[Collected data]
--- START ---
//! Configuration loading and constants.
//!
//! Loads application configuration from an optional TOML file and defines
//! constants for HTTP cache headers, certificate lifetimes, file names, and
//! default paths. `AppConfig` is the root configuration struct; every field
//! has a default so the server runs with no configuration file at all.

use const_format::formatcp;
use serde::Deserialize;
use std::path::{Path, PathBuf};

// =============================================================================
// HTTP Response Cache Control
// =============================================================================

/// Index page - static instructions, short cache is fine
pub const HTTP_CACHE_INDEX_MAX_AGE: u32 = 60;

/// Index page Cache-Control header value
pub const CACHE_CONTROL_INDEX: &str = formatcp!("public, max-age={}", HTTP_CACHE_INDEX_MAX_AGE);

/// Callback responses carry an authorization code and must never be cached
/// by the browser or any intermediary.
pub const CACHE_CONTROL_CALLBACK: &str = "no-store";

// =============================================================================
// Certificate Constants
// =============================================================================

/// Subdirectory (next to the executable) holding the generated key pair
pub const CERT_DIR_NAME: &str = "certs";

/// PEM certificate file name
pub const CERT_FILE_NAME: &str = "localhost.crt";

/// PEM PKCS#8 private key file name
pub const KEY_FILE_NAME: &str = "localhost.key";

/// Validity window for generated certificates, in days
pub const CERT_VALIDITY_DAYS: i64 = 30;

/// Subject/issuer common name for generated certificates
pub const CERT_COMMON_NAME: &str = "localhost";

/// Subject/issuer organization name for generated certificates
pub const CERT_ORGANIZATION: &str = "OAuth Callback Server";

// =============================================================================
// Default Paths and Strings
// =============================================================================

/// Default configuration file path (absence is not an error)
pub const DEFAULT_CONFIG_PATH: &str = "config/default.toml";

/// Path the OAuth provider redirects back to
pub const CALLBACK_PATH: &str = "/oauth_callback";

/// Default log filter when RUST_LOG is not set
pub const DEFAULT_LOG_FILTER: &str = "callbackd=debug,tower_http=info";

/// Default log format (text or json)
pub const DEFAULT_LOG_FORMAT: &str = "text";

#[derive(Debug, Clone, Default, Deserialize)]
#[serde(default)]
pub struct AppConfig {
    /// HTTP server configuration
    pub http: HttpServerConfig,
    /// TLS / certificate configuration
    pub tls: TlsSettings,
    /// Logging configuration
    pub logging: LoggingConfig,
}

/// HTTP server configuration
#[derive(Debug, Clone, Deserialize)]
#[serde(default)]
pub struct HttpServerConfig {
    pub host: String,
    pub port: u16,
}

impl Default for HttpServerConfig {
    fn default() -> Self {
        Self {
            host: "0.0.0.0".to_string(),
            port: 8443,
        }
    }
}

/// TLS settings for the listener.
#[derive(Debug, Clone, Deserialize)]
#[serde(default)]
pub struct TlsSettings {
    /// Whether to attempt HTTPS at all. When false the server binds plain
    /// HTTP without touching the certificate store.
    pub enabled: bool,
    /// Override for the certificate directory. Defaults to a `certs/`
    /// directory next to the executable.
    pub cert_dir: Option<PathBuf>,
}

impl Default for TlsSettings {
    fn default() -> Self {
        Self {
            enabled: true,
            cert_dir: None,
        }
    }
}

/// Logging configuration
#[derive(Debug, Clone, Deserialize)]
#[serde(default)]
pub struct LoggingConfig {
    /// Log format: "text" (human-readable, default) or "json" (structured)
    pub format: String,
}

impl Default for LoggingConfig {
    fn default() -> Self {
        Self {
            format: DEFAULT_LOG_FORMAT.to_string(),
        }
    }
}

impl AppConfig {
    /// Load configuration from `path`, or from the default location when no
    /// path is given. An explicitly requested file must exist; the default
    /// file is optional and its absence yields the built-in defaults.
    pub fn load(path: Option<&Path>) -> Result<Self, ConfigError> {
        let (path, required): (&Path, bool) = match path {
            Some(p) => (p, true),
            None => (Path::new(DEFAULT_CONFIG_PATH), false),
        };

        let contents = match std::fs::read_to_string(path) {
            Ok(contents) => contents,
            Err(err) if err.kind() == std::io::ErrorKind::NotFound && !required => {
                return Ok(Self::default());
            }
            Err(err) => return Err(ConfigError::Io(err)),
        };

        let config: AppConfig = toml::from_str(&contents)?;
        Ok(config)
    }
}

#[derive(Debug, thiserror::Error)]
pub enum ConfigError {
    #[error("Failed to read config file: {0}")]
    Io(#[from] std::io::Error),
    #[error("Failed to parse config: {0}")]
    Parse(#[from] toml::de::Error),
}
//! HTTP route handlers.
//!
//! Two user-facing routes (the landing page and the OAuth callback) plus a
//! liveness probe. Per-route Cache-Control headers: the callback response
//! carries a credential and is marked no-store; the static landing page may
//! be cached briefly.
//!
//! Request tracing is enabled via middleware that generates a unique request
//! ID for each incoming request.

pub mod callback;
pub mod health;
pub mod index;

use axum::{middleware, routing::get, Router};
use http::header::{HeaderValue, CACHE_CONTROL};
use tower_http::set_header::SetResponseHeaderLayer;

use crate::config::{CACHE_CONTROL_CALLBACK, CACHE_CONTROL_INDEX, CALLBACK_PATH};
use crate::middleware::request_id_layer;
use crate::state::AppState;

/// Creates the Axum router with all routes and cache headers.
pub fn create_router(state: AppState) -> Router {
    // Callback - never cached, the response embeds an authorization code
    let callback_routes = Router::new()
        .route(CALLBACK_PATH, get(callback::callback))
        .layer(SetResponseHeaderLayer::overriding(
            CACHE_CONTROL,
            HeaderValue::from_static(CACHE_CONTROL_CALLBACK),
        ));

    // Landing page - static instructions, short cache
    let index_routes = Router::new().route("/", get(index::index)).layer(
        SetResponseHeaderLayer::if_not_present(
            CACHE_CONTROL,
            HeaderValue::from_static(CACHE_CONTROL_INDEX),
        ),
    );

    // Health check - no caching, always fresh for liveness probes
    let health_routes = Router::new().route("/health", get(health::health));

    Router::new()
        .merge(callback_routes)
        .merge(index_routes)
        .merge(health_routes)
        .with_state(state)
        // Request ID middleware - creates root span with request_id for correlation
        .layer(middleware::from_fn(request_id_layer))
}

#[cfg(test)]
mod tests {
    use super::*;
    use axum::body::Body;
    use axum::http::{Request, StatusCode};
    use tower::ServiceExt;

    use crate::config::AppConfig;
    use crate::state::Scheme;
    use crate::templates::init_templates;

    fn test_router() -> Router {
        let state = AppState::new(AppConfig::default(), init_templates().unwrap(), Scheme::Https);
        create_router(state)
    }

    // OAuth failure is signalled only in the rendered page, never via the
    // HTTP status. Every classification branch answers 200.
    #[tokio::test]
    async fn callback_returns_200_on_every_branch() {
        for uri in [
            "/oauth_callback?code=abc123&state=xyz",
            "/oauth_callback?error=access_denied",
            "/oauth_callback",
        ] {
            let response = test_router()
                .oneshot(Request::builder().uri(uri).body(Body::empty()).unwrap())
                .await
                .unwrap();
            assert_eq!(response.status(), StatusCode::OK, "uri {}", uri);
        }
    }

    #[tokio::test]
    async fn callback_response_is_marked_no_store() {
        let response = test_router()
            .oneshot(
                Request::builder()
                    .uri("/oauth_callback?code=abc123")
                    .body(Body::empty())
                    .unwrap(),
            )
            .await
            .unwrap();

        let cache_control = response
            .headers()
            .get(CACHE_CONTROL)
            .and_then(|value| value.to_str().ok());
        assert_eq!(cache_control, Some(CACHE_CONTROL_CALLBACK));
    }
}
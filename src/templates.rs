//! Template engine setup and the rendering contract for callback pages.
//!
//! Templates are compiled into the binary so the tool works from any working
//! directory. The callback template receives exactly the fields of the
//! rendering contract: success flag, authorization code, state, error type,
//! error description, and a timestamp. Tera's autoescaping applies to all
//! caller-supplied values.

use tera::Tera;

use crate::error::AppError;

/// Initialize the Tera template engine with the embedded templates.
pub fn init_templates() -> Result<Tera, AppError> {
    let mut tera = Tera::default();
    tera.add_raw_templates(vec![
        ("index.html", include_str!("../templates/index.html")),
        ("callback.html", include_str!("../templates/callback.html")),
    ])?;
    Ok(tera)
}

#[cfg(test)]
mod tests {
    use super::*;

    #[test]
    fn templates_compile() {
        let tera = init_templates().unwrap();
        let names: Vec<&str> = tera.get_template_names().collect();
        assert!(names.contains(&"index.html"));
        assert!(names.contains(&"callback.html"));
    }

    #[test]
    fn callback_template_escapes_html() {
        let tera = init_templates().unwrap();
        let mut context = tera::Context::new();
        context.insert("success", &true);
        context.insert("auth_code", "<script>alert(1)</script>");
        context.insert("state", &Option::<String>::None);
        context.insert("timestamp", "2026-01-01 00:00:00");

        let html = tera.render("callback.html", &context).unwrap();
        assert!(!html.contains("<script>alert(1)</script>"));
        assert!(html.contains("&lt;script&gt;"));
    }
}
--- END ---
◆ **WORK REQUEST**: Reproduce exactly every line that sits between the start of the entries and the line bearing "use serde::Deserialize;", counting both of those lines.

◆ **ANSWER BOX**:
//! Configuration loading and constants.
//!
//! Loads application configuration from an optional TOML file and defines
//! constants for HTTP cache headers, certificate lifetimes, file names, and
//! default paths. `AppConfig` is the root configuration struct; every field
//! has a default so the server runs with no configuration file at all.

use const_format::formatcp;
use serde::Deserialize;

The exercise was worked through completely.